In an open-access paper published in Cell Stem Cell this month, researchers have explained how organoids derived from human pluripotent stem cells (hPSCs) are being used to analyze diseases and develop treatments.
Different sources for different conditions
This review includes both human embryonic stem cells (hESCs), which are derived from the human organism at its very earliest life stages and have been around for a quarter century [1], and induced pluripotent stem cells (iPSCs), which have existed for 17 years and are created by taking existing cells and reverting them to a pluripotent state [2].
These two types are generally used in different research focuses. hESCs are often used to study the cellular effects of genetic modification, such as in genetic diseases. iPSCs, on the other hand, are valuable for studying the effects of existing diseases, including age-related diseases, because they can be taken from afflicted patients and a healthy control group.
An upgrade from 2D to 3D allows tissue generation
Cellular analysis has come a long way from the petri dish. For an organoid to be an actual miniature organoid instead of just a collection of cells, it needs to have blood vessels (vascularization) along with distinct populations of stem cells and functional cells, just like in natural organs. This cannot be done on a flat sheet.
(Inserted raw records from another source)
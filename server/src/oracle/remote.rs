//! HTTP client for the remote segmentation oracle

use std::time::{Duration, Instant};

use async_trait::async_trait;
use metrics::{counter, histogram};
use reqwest::Client;
use serde::Serialize;
use serde::de::DeserializeOwned;
use serde_json::Value;
use tracing::{debug, error, info};

use crate::config::OracleConfig;

use super::service::SegmentationOracle;
use super::types::{
    GenerateParams, GeneratedMaskSet, OracleError, RemoteColoredMask, RemotePaintResult,
    SegmentPrompt, SegmentResult,
};

#[derive(Debug, Serialize)]
struct SegmentRequest<'a> {
    image_data: &'a str,
    #[serde(skip_serializing_if = "Vec::is_empty")]
    points: Vec<[i64; 2]>,
    #[serde(skip_serializing_if = "Vec::is_empty")]
    point_labels: Vec<u8>,
    #[serde(skip_serializing_if = "Vec::is_empty")]
    boxes: Vec<[i64; 4]>,
    #[serde(skip_serializing_if = "Option::is_none")]
    mask: Option<&'a str>,
}

#[derive(Debug, Serialize)]
struct GenerateRequest<'a> {
    image_data: &'a str,
    #[serde(flatten)]
    params: &'a GenerateParams,
}

#[derive(Debug, Serialize)]
struct PaintRequest<'a> {
    image_data: &'a str,
    colored_masks: &'a [RemoteColoredMask],
}

/// Oracle reached over HTTP/JSON
///
/// Every call carries its own deadline. Calls are never retried.
pub struct HttpOracle {
    client: Client,
    config: OracleConfig,
}

impl HttpOracle {
    pub fn new(config: OracleConfig) -> Self {
        info!("Initialized oracle client for {}", config.url);
        Self {
            client: Client::builder()
                .connect_timeout(Duration::from_secs(10))
                .build()
                .unwrap_or_else(|_| Client::new()),
            config,
        }
    }

    fn url(&self, path: &str) -> String {
        format!("{}/{}", self.config.url.trim_end_matches('/'), path)
    }

    async fn post<B, T>(
        &self,
        op: &'static str,
        path: &str,
        body: &B,
        timeout: Duration,
    ) -> Result<T, OracleError>
    where
        B: Serialize + ?Sized + Sync,
        T: DeserializeOwned,
    {
        let url = self.url(path);
        debug!("Calling oracle {} endpoint: {}", op, url);

        let start = Instant::now();
        let result = async {
            let response = self
                .client
                .post(&url)
                .json(body)
                .timeout(timeout)
                .send()
                .await
                .map_err(|e| transport_error(e, timeout))?;
            read_json(response, timeout).await
        }
        .await;

        histogram!("maskpaint_oracle_call_duration_seconds", "op" => op).record(start.elapsed());
        if let Err(ref e) = result {
            counter!("maskpaint_oracle_failures_total", "op" => op).increment(1);
            error!("Oracle {} call failed: {}", op, e);
        }
        result
    }
}

fn transport_error(e: reqwest::Error, timeout: Duration) -> OracleError {
    if e.is_timeout() {
        OracleError::Timeout(timeout)
    } else {
        OracleError::Transport(e.to_string())
    }
}

/// Decode a JSON reply, turning an `error` key or a failure status into
/// [`OracleError::Upstream`]
async fn read_json<T: DeserializeOwned>(
    response: reqwest::Response,
    timeout: Duration,
) -> Result<T, OracleError> {
    let status = response.status();
    let body = response
        .text()
        .await
        .map_err(|e| transport_error(e, timeout))?;
    let value: Option<Value> = serde_json::from_str(&body).ok();

    if let Some(message) = value.as_ref().and_then(upstream_message) {
        return Err(OracleError::Upstream(message));
    }
    if !status.is_success() {
        return Err(OracleError::Upstream(format!("HTTP {}: {}", status, body)));
    }

    let value = value.ok_or_else(|| OracleError::InvalidResponse("body is not JSON".to_string()))?;
    serde_json::from_value(value).map_err(|e| OracleError::InvalidResponse(e.to_string()))
}

fn upstream_message(value: &Value) -> Option<String> {
    let field = value.get("error").or_else(|| value.get("detail"))?;
    match field {
        Value::Null => None,
        Value::String(s) => Some(s.clone()),
        other => Some(other.to_string()),
    }
}

#[async_trait]
impl SegmentationOracle for HttpOracle {
    async fn segment(
        &self,
        image: &str,
        prompt: &SegmentPrompt,
    ) -> Result<SegmentResult, OracleError> {
        let request = SegmentRequest {
            image_data: image,
            points: prompt.points.iter().map(|p| [p.x, p.y]).collect(),
            point_labels: prompt.points.iter().map(|p| p.label).collect(),
            boxes: prompt.boxes.iter().map(|b| [b.x1, b.y1, b.x2, b.y2]).collect(),
            mask: prompt.mask.as_deref(),
        };
        self.post("segment", "segment", &request, self.config.segment_timeout)
            .await
    }

    async fn generate_all(
        &self,
        image: &str,
        params: &GenerateParams,
    ) -> Result<GeneratedMaskSet, OracleError> {
        let request = GenerateRequest {
            image_data: image,
            params,
        };
        self.post(
            "generate",
            "generate-masks",
            &request,
            self.config.generate_timeout,
        )
        .await
    }

    async fn paint_remote(
        &self,
        image: &str,
        layers: &[RemoteColoredMask],
    ) -> Result<RemotePaintResult, OracleError> {
        let request = PaintRequest {
            image_data: image,
            colored_masks: layers,
        };
        self.post(
            "paint",
            "paint-multiple-masks",
            &request,
            self.config.segment_timeout,
        )
        .await
    }

    async fn health(&self) -> Result<Value, OracleError> {
        let timeout = self.config.health_timeout;
        let response = self
            .client
            .get(&self.config.health_url)
            .timeout(timeout)
            .send()
            .await
            .map_err(|e| transport_error(e, timeout))?;
        read_json(response, timeout).await
    }

    fn endpoint(&self) -> &str {
        &self.config.url
    }
}
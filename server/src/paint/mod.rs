//! Mask compositing
//!
//! - `compositor`: the pixel pipeline (`paint_one`, `paint_many`)
//! - `service`: remote-first painting with a mandatory local fallback
//! - `types`: colored-mask requests and paint errors

pub mod compositor;
pub mod service;
pub mod types;

pub use compositor::{paint_many, paint_one};
pub use service::{PaintService, PaintSource, PaintedImage};
pub use types::{
    ColoredMaskRequest, DEFAULT_COLOR, DEFAULT_OPACITY, PaintColor, PaintError, PaintLayer,
};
A great many organoid types have already been created and are in regular use. Lung organoids, in particular, became popular for analyzing the effects of the infamous SARS-CoV-2, the virus that causes COVID-19. Cystic fibrosis and genetic disorders are also popular lung targets, and idiopathic pulmonary fibrosis, which appears to be age-related, has also been studied.
The heart is another key target, and we have already discussed how some particular heart organoids might be useful in researching age-related diseases. Organoids allow for the analysis of many other diseases as well, including congenital heart defects, and they let researchers safely test drugs thar promote cellular proliferation in the heart. These drugs may also one day be useful against heart aging.
This technology also offers potential liver benefits. Although it is known for its regenerative capacity, liver tissue is vulnerable to diseases such as hepatitis, and alcohol’s effects on the liver are well known. The reviewers note that there are no drugs to treat alcoholic liver disease, and organoids might be the right vehicle with which to find them.
Kidney tissue is also a concern, and intestinal, and pancreatic tissue are undergoing similar tests as well. While vascularization is a prerequisite for functional organoids, the blood vessels themselves are often a topic of consideration.
Most notably, particularly in the context of aging, brain organoids can also be created. The differences between the common allele ApoE3 and its Alzheimer’s-linked counterpart ApoE4 have been tested in organoids [3], and some analysis on the effects of removing amyloid beta has already been done [4]. Parkinson’s disease is another target, as are genetic problems such as fragile X syndrome and Friedreich’s ataxia along with mitochondrial disorders.
Not yet the end of mouse studies
Mice, particularly genetically altered mice, are the predominant standard in preclinical drug development, and for good reason: they grow quickly and are relatively easy to keep, and modifying them is becoming an increasingly standardized and simple affair. However, even with the various genetic modifications, mice are still not human beings, and the differences may explain some clinical trial failures: not every drug that works in mice works as well in people.
Of course, organoids do not match full human beings either. While the state of the art outlined in this paper involves fully modeled subsystems, each of these subsystems still doesn’t include all the cells, endocrine factors, and tissues in a human being, particularly when aging is brought into the picture. Therefore, it is unlikely that organoids can broadly replace mice in every circumstance; instead, it’s much more likely that these techniques could be used in tandem, combining the human elements of the organoid with the whole-body analysis of the mouse.
Aside from stem cells used in therapies, it is our hope that advancements in technology will allow for the efficient creation of more organoids that are subject to age-related diseases, making them effective testing grounds for interventions against aging.
Literature
[1] Thomson, J. A., Itskovitz-Eldor, J., Shapiro, S. S., Waknitz, M. A., Swiergiel, J. J., Marshall, V. S., & Jones, J. M. (1998). Embryonic stem cell lines derived from human blastocysts. science, 282(5391), 1145-1147.
[2] Takahashi, K., & Yamanaka, S. (2006). Induction of pluripotent stem cells from mouse embryonic and adult fibroblast cultures by defined factors. cell, 126(4), 663-676.
[3] Zhao, J., Fu, Y., Yamazaki, Y., Ren, Y., Davis, M. D., Liu, C. C., … & Bu, G. (2020). APOE4 exacerbates synapse loss and neurodegeneration in Alzheimer’s disease patient iPSC-derived cerebral organoids. Nature communications, 11(1), 5540.
[4] Cakir, B., Tanaka, Y., Kiral, F. R., Xiang, Y., Dagliyan, O., Wang, J., … & Park, I. H. (2022). Expression of the transcription factor PU. 1 induces the generation of microglia-like cells in human cortical organoids. Nature Communications, 13(1), 430.